Stone felt music’s call early in his life, and knew that one day, he would be carving his own path in the industry.
“I felt like I was born to do music. I always told people around me that I was going to be in the business some day and that I was going to be a star on TV and make records,” says Stone. “I didn’t know when it was going to happen, but I told them to keep looking out for it.”
As he turned 30, Stone realized that he had to make the move to Nashville if he was serious about pursuing a career in music and making those dreams come true.
“They thought I was 26 when I got there,” Stone says with a laugh. “When I hit 30, I told myself if I didn’t get off my butt and do something, nothing was ever going to happen. That’s when I got up and went to Nashville.”
After quickly making a connection in the industry, Stone found himself signed to a major label just as quickly, inking a deal with Epic Records in the late 80s.
“The girl that discovered me in my hometown asked if I wanted her to be my manger, and she brought me a contract. I looked at it, and it said I could be out of it in a year if she didn’t get me a record deal, so I signed it,” Stone says with a laugh. “The rest is history. We took off like a rocket.”
When the time came to record his debut album for the label, so did the time to record “I’d Be Better Off (In a Pine Box),” a song that Stone admits not being too fond of initially, noting that Randy Travis had already passed on it, but after some tweaks, the song took on a life of its own.
“That was my first record deal, and I was told that that song was going to be a hit for me. You want the deal so bad that you do whatever you can,” says Stone. “The demo of that song was pretty bad, but I got to work with it while they were putting my contract together, and we got it to what you hear on the record today.”
The song became a top five hit at country radio, and also allowed Stone the opportunity to hear himself coming over the airwaves for the first time.
“When it came on, I just about jumped through the roof of the car while it was still moving,” Stone says with a laugh. “I was saying ‘That’s me! Finally!’”
Two more singles, “Fourteen Minutes Old” and “These Lips Don’t Know How to Say Goodbye” peaked at number six and number five respectively, but it was the album’s fourth and final single, “In a Different Light,” that took Stone to number one for the first time and made everything seem real to him.
“It was weird,” says Stone. “When that happened, all of a sudden, it just felt like I want in the music business.”
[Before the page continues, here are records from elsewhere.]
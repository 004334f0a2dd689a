use axum::{
    http::StatusCode,
    response::{IntoResponse, Response},
    Json,
};
use serde_json::json;
use thiserror::Error;
use uuid::Uuid;

use crate::session::TransitionError;

pub type AppResult<T> = Result<T, AppError>;

/// Shown whenever the backend gives no usable explanation of its own.
pub const FALLBACK_MESSAGE: &str = "Failed to parse resume. Please ensure the backend is running.";

/// Failures at the analysis backend boundary.
#[derive(Error, Debug)]
pub enum AnalysisError {
    #[error("Analysis backend unreachable: {0}")]
    Transport(#[from] reqwest::Error),

    #[error("Analysis backend rejected the request with status {status}")]
    Rejected { status: u16, detail: Option<String> },

    #[error("Malformed analysis response: {message}")]
    MalformedResponse { message: String },
}

impl AnalysisError {
    pub fn error_code(&self) -> &'static str {
        match self {
            AnalysisError::Transport(_) => "BACKEND_UNREACHABLE",
            AnalysisError::Rejected { .. } => "BACKEND_REJECTED",
            AnalysisError::MalformedResponse { .. } => "MALFORMED_RESPONSE",
        }
    }

    /// Text surfaced to the user on the upload page.
    pub fn user_message(&self) -> String {
        match self {
            AnalysisError::Rejected {
                detail: Some(detail),
                ..
            } => detail.clone(),
            _ => FALLBACK_MESSAGE.to_string(),
        }
    }

    pub fn malformed(message: impl Into<String>) -> Self {
        AnalysisError::MalformedResponse {
            message: message.into(),
        }
    }
}

/// Errors returned by the UI's own HTTP handlers.
#[derive(Error, Debug)]
pub enum AppError {
    #[error("A submission is already in progress for this session")]
    SubmissionPending,

    #[error("Missing file in request")]
    MissingFile,

    #[error("Upload exceeds the configured size limit")]
    FileTooLarge,

    #[error("Invalid upload form: {message}")]
    InvalidForm { message: String },

    #[error("Unknown section: {section}")]
    UnknownSection { section: String },

    #[error("Session state rejected the action: {message}")]
    InvalidTransition { message: String },

    #[error("Template rendering failed: {0}")]
    Template(#[from] askama::Error),

    #[error("Internal server error: {message}")]
    Internal { message: String },
}

impl AppError {
    pub fn error_code(&self) -> &'static str {
        match self {
            AppError::SubmissionPending => "SUBMISSION_PENDING",
            AppError::MissingFile => "MISSING_FILE",
            AppError::FileTooLarge => "FILE_TOO_LARGE",
            AppError::InvalidForm { .. } => "INVALID_FORM",
            AppError::UnknownSection { .. } => "UNKNOWN_SECTION",
            AppError::InvalidTransition { .. } => "INVALID_TRANSITION",
            AppError::Template(_) => "TEMPLATE_ERROR",
            AppError::Internal { .. } => "INTERNAL_ERROR",
        }
    }

    pub fn status_code(&self) -> StatusCode {
        match self {
            AppError::SubmissionPending => StatusCode::CONFLICT,
            AppError::MissingFile => StatusCode::BAD_REQUEST,
            AppError::FileTooLarge => StatusCode::PAYLOAD_TOO_LARGE,
            AppError::InvalidForm { .. } => StatusCode::BAD_REQUEST,
            AppError::UnknownSection { .. } => StatusCode::NOT_FOUND,
            AppError::InvalidTransition { .. } => StatusCode::CONFLICT,
            AppError::Template(_) => StatusCode::INTERNAL_SERVER_ERROR,
            AppError::Internal { .. } => StatusCode::INTERNAL_SERVER_ERROR,
        }
    }

    pub fn internal(message: impl Into<String>) -> Self {
        AppError::Internal {
            message: message.into(),
        }
    }
}

impl IntoResponse for AppError {
    fn into_response(self) -> Response {
        let status = self.status_code();
        let error_code = self.error_code();
        let message = self.to_string();
        let request_id = Uuid::new_v4().to_string();
        let timestamp = chrono::Utc::now().to_rfc3339();

        tracing::error!(
            error_code = error_code,
            status_code = %status,
            request_id = %request_id,
            error_message = %message,
            "UI request failed"
        );

        let body = Json(json!({
            "success": false,
            "error": {
                "code": error_code,
                "message": message,
                "request_id": request_id,
                "timestamp": timestamp
            },
            "data": null
        }));

        (status, body).into_response()
    }
}

impl From<axum::extract::multipart::MultipartError> for AppError {
    fn from(err: axum::extract::multipart::MultipartError) -> Self {
        if err.status() == StatusCode::PAYLOAD_TOO_LARGE {
            return AppError::FileTooLarge;
        }
        AppError::InvalidForm {
            message: err.body_text(),
        }
    }
}

impl From<tokio::task::JoinError> for AppError {
    fn from(err: tokio::task::JoinError) -> Self {
        AppError::Internal {
            message: format!("Submission task failed: {}", err),
        }
    }
}

impl From<TransitionError> for AppError {
    fn from(err: TransitionError) -> Self {
        match err {
            TransitionError::SubmissionPending => AppError::SubmissionPending,
            TransitionError::NoFileSelected => AppError::MissingFile,
            other => AppError::InvalidTransition {
                message: other.to_string(),
            },
        }
    }
}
Stone’s debut album was certified Platinum and earned him nominations at the CMA Awards, and ACM Nomination and even a Grammy nomination for “I’d Be Better Off (In a Pine Box).” The next year, Stone was already preparing the release of his sophomore effort, I Thought It Was You, but not feeling any pressure to match or surpass the success of his debut or avoiding the “sophomore slump.”
“I never really felt any pressure to beat the first one,” says Stone. “When it comes to music, I’ve never felt that. Before that album came out, a guy in New York wrote a review criticizing it pretty hard. When it came out, pretty much everything went to number one. I learned early on not to listen to people like that.”
The album’s title track and follow up single, “A Jukebox With a Country Song” earned Stone his second and third number one singles, which he admits almost felt like a whirlwind at the time, but also credits God for the “amazing” experience he had with his first two albums.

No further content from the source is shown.